# [Work request]
What number of lines in the records below hold the word "rising"? Give that number alone.

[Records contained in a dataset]
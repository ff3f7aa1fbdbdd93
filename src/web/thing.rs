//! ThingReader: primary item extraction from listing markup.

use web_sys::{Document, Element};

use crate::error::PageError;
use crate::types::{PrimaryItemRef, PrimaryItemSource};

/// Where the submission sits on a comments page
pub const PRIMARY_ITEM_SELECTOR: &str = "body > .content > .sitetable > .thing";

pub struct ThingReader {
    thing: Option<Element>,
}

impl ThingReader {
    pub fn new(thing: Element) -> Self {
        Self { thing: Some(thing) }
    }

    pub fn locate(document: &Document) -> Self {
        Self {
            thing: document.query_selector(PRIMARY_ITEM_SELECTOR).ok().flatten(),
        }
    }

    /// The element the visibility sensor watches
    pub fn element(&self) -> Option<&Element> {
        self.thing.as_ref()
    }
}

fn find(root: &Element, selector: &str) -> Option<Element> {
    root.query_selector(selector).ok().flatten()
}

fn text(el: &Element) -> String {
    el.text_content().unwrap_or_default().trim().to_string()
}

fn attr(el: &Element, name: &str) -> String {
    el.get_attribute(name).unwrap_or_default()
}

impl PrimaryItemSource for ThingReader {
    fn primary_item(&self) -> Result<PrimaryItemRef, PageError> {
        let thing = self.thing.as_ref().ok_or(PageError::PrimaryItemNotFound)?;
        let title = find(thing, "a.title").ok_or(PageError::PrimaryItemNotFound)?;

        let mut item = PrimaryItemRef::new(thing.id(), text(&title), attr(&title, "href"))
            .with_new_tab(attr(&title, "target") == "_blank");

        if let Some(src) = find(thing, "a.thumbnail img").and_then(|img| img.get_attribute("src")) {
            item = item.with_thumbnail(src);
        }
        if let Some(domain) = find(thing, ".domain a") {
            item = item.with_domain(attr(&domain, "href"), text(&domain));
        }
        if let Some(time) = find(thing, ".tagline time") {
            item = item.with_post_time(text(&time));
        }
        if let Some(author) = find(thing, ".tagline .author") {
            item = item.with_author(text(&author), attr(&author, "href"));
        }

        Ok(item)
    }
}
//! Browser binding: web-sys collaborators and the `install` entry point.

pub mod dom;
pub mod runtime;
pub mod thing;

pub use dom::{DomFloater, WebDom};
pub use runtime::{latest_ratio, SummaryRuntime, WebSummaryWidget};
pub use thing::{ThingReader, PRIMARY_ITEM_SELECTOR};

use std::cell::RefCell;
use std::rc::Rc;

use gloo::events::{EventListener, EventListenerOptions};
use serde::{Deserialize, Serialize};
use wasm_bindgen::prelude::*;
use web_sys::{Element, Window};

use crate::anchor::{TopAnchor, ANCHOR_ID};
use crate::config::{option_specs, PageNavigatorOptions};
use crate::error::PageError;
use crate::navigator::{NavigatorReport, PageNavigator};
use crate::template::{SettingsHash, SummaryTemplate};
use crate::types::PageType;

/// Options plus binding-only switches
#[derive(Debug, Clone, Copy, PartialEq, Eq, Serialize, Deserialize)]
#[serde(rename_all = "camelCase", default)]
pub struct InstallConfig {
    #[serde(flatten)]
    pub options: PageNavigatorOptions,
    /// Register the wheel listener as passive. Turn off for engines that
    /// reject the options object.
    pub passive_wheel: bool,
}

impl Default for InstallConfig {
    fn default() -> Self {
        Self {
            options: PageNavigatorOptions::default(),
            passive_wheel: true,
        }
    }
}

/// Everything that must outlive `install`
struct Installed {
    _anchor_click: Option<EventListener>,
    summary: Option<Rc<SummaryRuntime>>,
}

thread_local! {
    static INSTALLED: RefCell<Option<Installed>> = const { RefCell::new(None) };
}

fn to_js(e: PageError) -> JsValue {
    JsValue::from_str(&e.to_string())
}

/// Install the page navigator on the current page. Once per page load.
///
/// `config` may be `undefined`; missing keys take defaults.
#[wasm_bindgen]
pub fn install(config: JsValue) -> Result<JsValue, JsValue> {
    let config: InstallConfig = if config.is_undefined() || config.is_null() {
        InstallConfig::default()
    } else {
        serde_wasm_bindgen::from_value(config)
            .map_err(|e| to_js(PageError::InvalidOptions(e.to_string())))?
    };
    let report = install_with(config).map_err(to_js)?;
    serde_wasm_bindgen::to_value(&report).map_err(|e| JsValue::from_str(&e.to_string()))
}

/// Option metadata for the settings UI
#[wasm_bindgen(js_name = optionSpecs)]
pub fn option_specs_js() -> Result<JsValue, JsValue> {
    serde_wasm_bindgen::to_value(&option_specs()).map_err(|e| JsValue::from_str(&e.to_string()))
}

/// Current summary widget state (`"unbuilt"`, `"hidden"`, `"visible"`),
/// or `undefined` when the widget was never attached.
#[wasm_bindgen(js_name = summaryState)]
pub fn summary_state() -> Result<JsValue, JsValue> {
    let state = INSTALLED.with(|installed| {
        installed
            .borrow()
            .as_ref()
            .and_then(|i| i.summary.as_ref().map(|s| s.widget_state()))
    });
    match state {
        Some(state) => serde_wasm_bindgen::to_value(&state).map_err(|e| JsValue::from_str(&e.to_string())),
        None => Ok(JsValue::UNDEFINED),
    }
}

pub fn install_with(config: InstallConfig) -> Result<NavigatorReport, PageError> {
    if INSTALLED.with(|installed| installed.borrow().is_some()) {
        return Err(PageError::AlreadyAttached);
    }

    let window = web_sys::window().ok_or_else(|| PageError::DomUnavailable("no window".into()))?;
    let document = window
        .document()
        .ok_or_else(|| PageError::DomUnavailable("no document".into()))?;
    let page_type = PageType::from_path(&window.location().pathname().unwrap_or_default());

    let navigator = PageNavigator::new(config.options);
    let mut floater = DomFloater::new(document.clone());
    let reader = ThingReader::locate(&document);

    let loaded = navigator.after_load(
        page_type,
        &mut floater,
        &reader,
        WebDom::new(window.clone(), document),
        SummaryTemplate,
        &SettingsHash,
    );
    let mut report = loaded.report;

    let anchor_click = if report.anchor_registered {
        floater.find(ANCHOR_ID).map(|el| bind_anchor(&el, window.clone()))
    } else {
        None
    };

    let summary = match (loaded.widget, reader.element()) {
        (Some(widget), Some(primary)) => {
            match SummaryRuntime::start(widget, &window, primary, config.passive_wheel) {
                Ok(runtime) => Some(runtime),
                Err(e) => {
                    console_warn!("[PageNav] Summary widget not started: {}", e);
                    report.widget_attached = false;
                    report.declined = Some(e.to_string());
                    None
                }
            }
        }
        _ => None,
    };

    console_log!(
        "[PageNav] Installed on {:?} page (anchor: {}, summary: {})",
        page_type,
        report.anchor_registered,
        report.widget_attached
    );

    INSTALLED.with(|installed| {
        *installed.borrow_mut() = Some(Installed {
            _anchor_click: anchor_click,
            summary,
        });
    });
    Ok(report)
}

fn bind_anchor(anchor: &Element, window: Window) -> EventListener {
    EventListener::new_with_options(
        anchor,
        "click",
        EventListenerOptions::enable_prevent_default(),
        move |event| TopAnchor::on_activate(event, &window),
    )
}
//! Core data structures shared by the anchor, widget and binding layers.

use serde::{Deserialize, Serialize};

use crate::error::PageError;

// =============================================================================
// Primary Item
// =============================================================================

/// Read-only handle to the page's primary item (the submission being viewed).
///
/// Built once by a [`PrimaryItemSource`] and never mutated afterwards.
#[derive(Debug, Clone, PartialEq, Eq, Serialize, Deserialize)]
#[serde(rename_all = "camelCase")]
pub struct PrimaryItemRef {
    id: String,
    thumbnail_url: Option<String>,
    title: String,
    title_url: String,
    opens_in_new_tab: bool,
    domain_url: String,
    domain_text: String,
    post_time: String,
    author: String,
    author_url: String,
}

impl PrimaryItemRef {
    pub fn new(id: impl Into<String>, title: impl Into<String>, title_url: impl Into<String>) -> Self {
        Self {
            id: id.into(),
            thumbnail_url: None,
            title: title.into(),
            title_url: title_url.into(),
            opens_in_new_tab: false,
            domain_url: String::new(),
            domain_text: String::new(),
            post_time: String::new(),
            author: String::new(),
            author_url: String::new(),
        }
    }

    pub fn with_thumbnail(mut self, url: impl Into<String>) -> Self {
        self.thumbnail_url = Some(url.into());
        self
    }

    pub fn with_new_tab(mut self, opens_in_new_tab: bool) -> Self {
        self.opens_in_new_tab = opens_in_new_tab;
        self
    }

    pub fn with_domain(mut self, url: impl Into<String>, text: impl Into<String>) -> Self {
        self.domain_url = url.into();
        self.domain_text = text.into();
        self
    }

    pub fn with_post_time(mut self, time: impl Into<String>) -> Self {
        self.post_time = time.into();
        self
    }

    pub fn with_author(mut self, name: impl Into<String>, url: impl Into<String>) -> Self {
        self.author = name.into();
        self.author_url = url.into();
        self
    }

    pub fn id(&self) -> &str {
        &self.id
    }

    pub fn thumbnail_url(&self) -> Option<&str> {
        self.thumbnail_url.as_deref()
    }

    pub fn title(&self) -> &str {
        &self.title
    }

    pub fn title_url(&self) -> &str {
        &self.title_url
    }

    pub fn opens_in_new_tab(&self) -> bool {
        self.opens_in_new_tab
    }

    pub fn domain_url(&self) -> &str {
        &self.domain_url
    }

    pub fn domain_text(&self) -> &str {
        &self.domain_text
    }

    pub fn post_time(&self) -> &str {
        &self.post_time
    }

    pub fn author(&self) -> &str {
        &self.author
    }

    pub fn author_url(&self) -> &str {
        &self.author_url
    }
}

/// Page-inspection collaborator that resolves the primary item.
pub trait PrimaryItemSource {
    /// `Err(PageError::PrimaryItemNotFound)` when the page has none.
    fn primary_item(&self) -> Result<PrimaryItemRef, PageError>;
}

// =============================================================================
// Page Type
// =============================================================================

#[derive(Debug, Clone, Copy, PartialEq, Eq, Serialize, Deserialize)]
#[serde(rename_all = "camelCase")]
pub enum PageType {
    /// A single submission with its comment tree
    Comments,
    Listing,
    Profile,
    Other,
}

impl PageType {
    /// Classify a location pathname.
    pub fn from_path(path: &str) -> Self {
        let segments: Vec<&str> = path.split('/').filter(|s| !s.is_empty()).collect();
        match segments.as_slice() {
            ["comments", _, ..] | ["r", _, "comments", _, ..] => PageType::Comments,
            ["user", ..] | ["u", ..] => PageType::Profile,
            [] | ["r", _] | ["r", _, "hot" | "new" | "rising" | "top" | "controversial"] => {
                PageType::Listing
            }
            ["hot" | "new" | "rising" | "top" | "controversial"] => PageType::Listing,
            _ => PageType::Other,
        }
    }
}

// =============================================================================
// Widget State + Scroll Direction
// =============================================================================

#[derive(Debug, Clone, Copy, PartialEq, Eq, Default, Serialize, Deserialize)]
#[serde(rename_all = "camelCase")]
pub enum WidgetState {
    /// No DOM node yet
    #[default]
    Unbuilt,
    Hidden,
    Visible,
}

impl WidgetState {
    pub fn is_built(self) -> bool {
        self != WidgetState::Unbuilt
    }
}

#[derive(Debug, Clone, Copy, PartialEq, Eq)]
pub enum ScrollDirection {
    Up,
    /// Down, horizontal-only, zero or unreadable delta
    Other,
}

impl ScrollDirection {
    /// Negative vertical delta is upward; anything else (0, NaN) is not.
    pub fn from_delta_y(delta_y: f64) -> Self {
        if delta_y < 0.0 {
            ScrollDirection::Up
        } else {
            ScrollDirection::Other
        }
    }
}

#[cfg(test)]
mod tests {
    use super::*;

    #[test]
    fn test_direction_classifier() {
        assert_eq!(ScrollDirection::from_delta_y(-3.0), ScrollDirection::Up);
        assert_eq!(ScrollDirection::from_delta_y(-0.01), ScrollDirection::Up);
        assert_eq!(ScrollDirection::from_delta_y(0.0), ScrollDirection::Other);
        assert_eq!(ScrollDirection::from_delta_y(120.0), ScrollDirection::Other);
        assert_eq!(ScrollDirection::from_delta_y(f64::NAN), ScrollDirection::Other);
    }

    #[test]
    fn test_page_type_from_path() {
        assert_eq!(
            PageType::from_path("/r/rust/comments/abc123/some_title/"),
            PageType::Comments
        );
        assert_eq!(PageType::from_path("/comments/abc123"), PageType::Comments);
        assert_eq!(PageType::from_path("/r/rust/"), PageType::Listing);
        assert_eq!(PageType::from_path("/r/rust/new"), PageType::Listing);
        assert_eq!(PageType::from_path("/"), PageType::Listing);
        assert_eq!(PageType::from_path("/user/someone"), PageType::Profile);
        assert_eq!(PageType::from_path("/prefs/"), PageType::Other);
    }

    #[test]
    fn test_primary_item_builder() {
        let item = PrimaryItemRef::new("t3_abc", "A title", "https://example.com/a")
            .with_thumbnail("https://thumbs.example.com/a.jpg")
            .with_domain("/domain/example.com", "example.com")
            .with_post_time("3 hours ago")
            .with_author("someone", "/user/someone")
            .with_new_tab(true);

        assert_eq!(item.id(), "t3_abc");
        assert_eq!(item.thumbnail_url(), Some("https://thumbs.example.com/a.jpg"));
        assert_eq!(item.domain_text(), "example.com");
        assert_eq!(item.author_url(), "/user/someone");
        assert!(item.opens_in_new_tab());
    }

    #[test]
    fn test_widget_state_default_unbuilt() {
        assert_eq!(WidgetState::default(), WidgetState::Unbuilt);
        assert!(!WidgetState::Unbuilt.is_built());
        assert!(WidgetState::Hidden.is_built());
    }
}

# [Output below]
2